You are a bitch, a fucked up asshole that threw me aside but kept me close enough so that it's be easier for you when you needed me. Now that you have a new group of friends, you completely ignored me. I never received any phone calls or messages from you anymore. Everything you said about loving me and me being someone that you trusted was a lie. If I was so important to you, why was it so easy to kick me out of your life? It's like you never existed now.

I don't remember what your laugh sounds like. I forgot what you sound like when you're happy. I forgot what your different smiles mean, or maybe all of them are just different depths of lies. I don't remember how you'd react when you're stressed. I don't remember if you like sushi or not. I don't remember your shoe size or the prescription of your eyesight. I don't remember what you look like when you're happy. I don't remember if you hated spinach or not. I don't remember the kind of pen that you use or your Starbucks order or your favorite book or if you ever loved me.

You broke me.

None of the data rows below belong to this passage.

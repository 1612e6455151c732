use chrono::{Duration, NaiveDate, NaiveDateTime, NaiveTime, Utc};
use rand::distributions::{Distribution, WeightedIndex};
use rand::seq::SliceRandom;
use rand::Rng;
use skyrank_core::SearchCriteria;

use crate::models::{Baggage, CabinClass, FlightOffer};

pub const AIRLINES: [&str; 10] = [
    "Air France",
    "El Al",
    "Lufthansa",
    "Emirates",
    "British Airways",
    "Turkish Airlines",
    "KLM",
    "Ryanair",
    "EasyJet",
    "Wizz Air",
];

pub const AMENITIES: [&str; 9] = [
    "Free WiFi",
    "In-flight entertainment",
    "Power outlet",
    "USB charging",
    "Meals included",
    "Free snacks",
    "Drinks included",
    "Extra legroom",
    "Reclining seat",
];

pub const MIN_OFFERS: usize = 8;
pub const MAX_OFFERS: usize = 15;

const STOP_WEIGHTS: [u32; 3] = [50, 35, 15];
const CABIN_WEIGHTS: [u32; 4] = [3, 1, 1, 1];
const QUARTER_HOURS: [u32; 4] = [0, 15, 30, 45];
const FALLBACK_DATE_OFFSET_DAYS: i64 = 30;

/// Synthesizes flight offers for a search. There is no inventory behind it.
pub struct OfferGenerator {
    stops: WeightedIndex<u32>,
    cabins: WeightedIndex<u32>,
    currency: String,
}

impl OfferGenerator {
    pub fn new() -> Self {
        Self {
            // Weights are non-empty constants with a positive sum
            stops: WeightedIndex::new(STOP_WEIGHTS).expect("valid stop weights"),
            cabins: WeightedIndex::new(CABIN_WEIGHTS).expect("valid cabin weights"),
            currency: "EUR".to_string(),
        }
    }

    /// Generate a batch using the thread-local random source
    pub fn generate(&self, criteria: &SearchCriteria) -> Vec<FlightOffer> {
        self.generate_with_rng(criteria, &mut rand::thread_rng())
    }

    /// Generate a batch of 8 to 15 offers, sorted ascending by price.
    pub fn generate_with_rng<R: Rng + ?Sized>(
        &self,
        criteria: &SearchCriteria,
        rng: &mut R,
    ) -> Vec<FlightOffer> {
        let departure_date = parse_departure_date(&criteria.date);
        let pool = airline_pool(criteria.preferred_airline(), rng);
        let count = rng.gen_range(MIN_OFFERS..=MAX_OFFERS);

        let mut offers: Vec<FlightOffer> = (0..count)
            .map(|i| {
                // The preferred airline, when given, heads the pool and
                // always flies the first offer.
                let airline = if i == 0 && criteria.preferred_airline().is_some() {
                    pool[0].clone()
                } else {
                    pool.choose(rng).cloned().unwrap_or_else(|| pool[0].clone())
                };
                self.create_offer(i, airline, departure_date, criteria, rng)
            })
            .collect();

        offers.sort_by_key(|o| o.price);
        offers
    }

    fn create_offer<R: Rng + ?Sized>(
        &self,
        index: usize,
        airline: String,
        departure_date: NaiveDate,
        criteria: &SearchCriteria,
        rng: &mut R,
    ) -> FlightOffer {
        let departure_time = departure_date
            .and_hms_opt(rng.gen_range(0..24), *pick(&QUARTER_HOURS, rng), 0)
            .unwrap_or_else(|| departure_date.and_time(NaiveTime::default()));

        let hours: u32 = rng.gen_range(2..=15);
        let minutes = *pick(&QUARTER_HOURS, rng);
        let duration_minutes = hours * 60 + minutes;
        let arrival_time: NaiveDateTime =
            departure_time + Duration::minutes(duration_minutes as i64);

        let base_price: u32 = rng.gen_range(150..=1200);
        let stops = self.stops.sample(rng) as u8;
        let cabin_class = CabinClass::ALL[self.cabins.sample(rng)];

        let serial = 1000 + index;
        FlightOffer {
            id: format!("FL{}", serial),
            flight_number: format!("{}{}", airline_prefix(&airline), rng.gen_range(100..=999)),
            airline,
            origin: criteria.origin.clone(),
            destination: criteria.destination.clone(),
            departure_time,
            arrival_time,
            duration: format!("{}h {}m", hours, minutes),
            duration_minutes,
            price: cabin_class.apply_to(base_price),
            currency: self.currency.clone(),
            stops,
            cabin_class,
            available_seats: rng.gen_range(1..=150),
            baggage: Baggage {
                carry_on: 1,
                checked: rng.gen_range(0..=2),
            },
            amenities: pick_amenities(rng),
            booking_url: format!("https://booking.example.com/flight/{}", serial),
        }
    }
}

impl Default for OfferGenerator {
    fn default() -> Self {
        Self::new()
    }
}

/// Parse `YYYY-MM-DD`, falling back to 30 days from now.
pub fn parse_departure_date(date: &str) -> NaiveDate {
    NaiveDate::parse_from_str(date.trim(), "%Y-%m-%d").unwrap_or_else(|_| {
        let fallback = (Utc::now() + Duration::days(FALLBACK_DATE_OFFSET_DAYS)).date_naive();
        tracing::debug!(date, %fallback, "unparseable search date, using default");
        fallback
    })
}

fn airline_pool<R: Rng + ?Sized>(preferred: Option<&str>, rng: &mut R) -> Vec<String> {
    match preferred {
        Some(preferred) => {
            let others: Vec<&str> = AIRLINES
                .iter()
                .copied()
                .filter(|a| !a.eq_ignore_ascii_case(preferred))
                .collect();
            std::iter::once(preferred.to_string())
                .chain(others.choose_multiple(rng, 4).map(|a| a.to_string()))
                .collect()
        }
        None => AIRLINES.iter().map(|a| a.to_string()).collect(),
    }
}

fn pick_amenities<R: Rng + ?Sized>(rng: &mut R) -> Vec<String> {
    let n = rng.gen_range(3..=7);
    AMENITIES
        .choose_multiple(rng, n)
        .map(|a| a.to_string())
        .collect()
}

fn pick<'a, T, R: Rng + ?Sized>(items: &'a [T], rng: &mut R) -> &'a T {
    &items[rng.gen_range(0..items.len())]
}

/// First two letters of the airline name, uppercased
fn airline_prefix(airline: &str) -> String {
    let prefix: String = airline
        .chars()
        .filter(|c| c.is_alphanumeric())
        .take(2)
        .collect::<String>()
        .to_uppercase();
    if prefix.is_empty() {
        "XX".to_string()
    } else {
        prefix
    }
}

Do you understand that, you broke me? Just like he broke you back in July 2011. The only difference is that I was holding you in your car while you were crying during a thunderstorm. I'm here now, feeling every ounce of this pain but I'm alone. I gave you everything, my time, my energy, my whole being. You said, "Not everyone will screw you over. I won't." Fuck you, I still remember that. It was in your study room. You were wearing that grey jumper from Philippines with your hair in a bun. You looked me in the eye when you said that. I honestly believed you then. Oh god, I really loved you.

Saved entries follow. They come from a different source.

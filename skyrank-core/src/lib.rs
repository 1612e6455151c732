pub mod app_config;
pub mod search;

pub use app_config::Config;
pub use search::{SearchCriteria, SearchRequest};

#[derive(Debug, thiserror::Error)]
pub enum CoreError {
    #[error("Validation failed: {0}")]
    ValidationError(String),
    #[error("Configuration error: {0}")]
    ConfigError(#[from] config::ConfigError),
}

pub type CoreResult<T> = Result<T, CoreError>;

You were the last person that I would ever hurt. Clearly, it's not the same with you. Do you even understand the thing with me now? I cannot feel anything more than a glimpse of pain. I cannot cry, nothing. When I was writing the paragraph above, I was so so close to tears and then, poof, gone. It's like my mind blocked it completely. It is a good thing for me though sometimes because I'd imagine beating you up and I'd just hit you over and over and over and over again. It doesn't even bother me that I might kill you. Or I'd just bludgeon him and make you watch.

I have no mercy for you now. I won't mind doing something that will cause you pain. I'd make sure to be a witness to it. Just like Regina from Once Upon A Time, your suffering will be my happy ending. I don't understand what you did, I don't think I'll ever understand it. You're a fucker. You're a fucked up person. I pity everyone who loves you because you'd just throw them away just like you did with everyone else. I know so much about you, and now I see it. You have no one close because you throw all of them away when they served their purpose.

Fuck you, F. I really loved you but now, fuck you. You'd never understand and I don't expect you to anymore.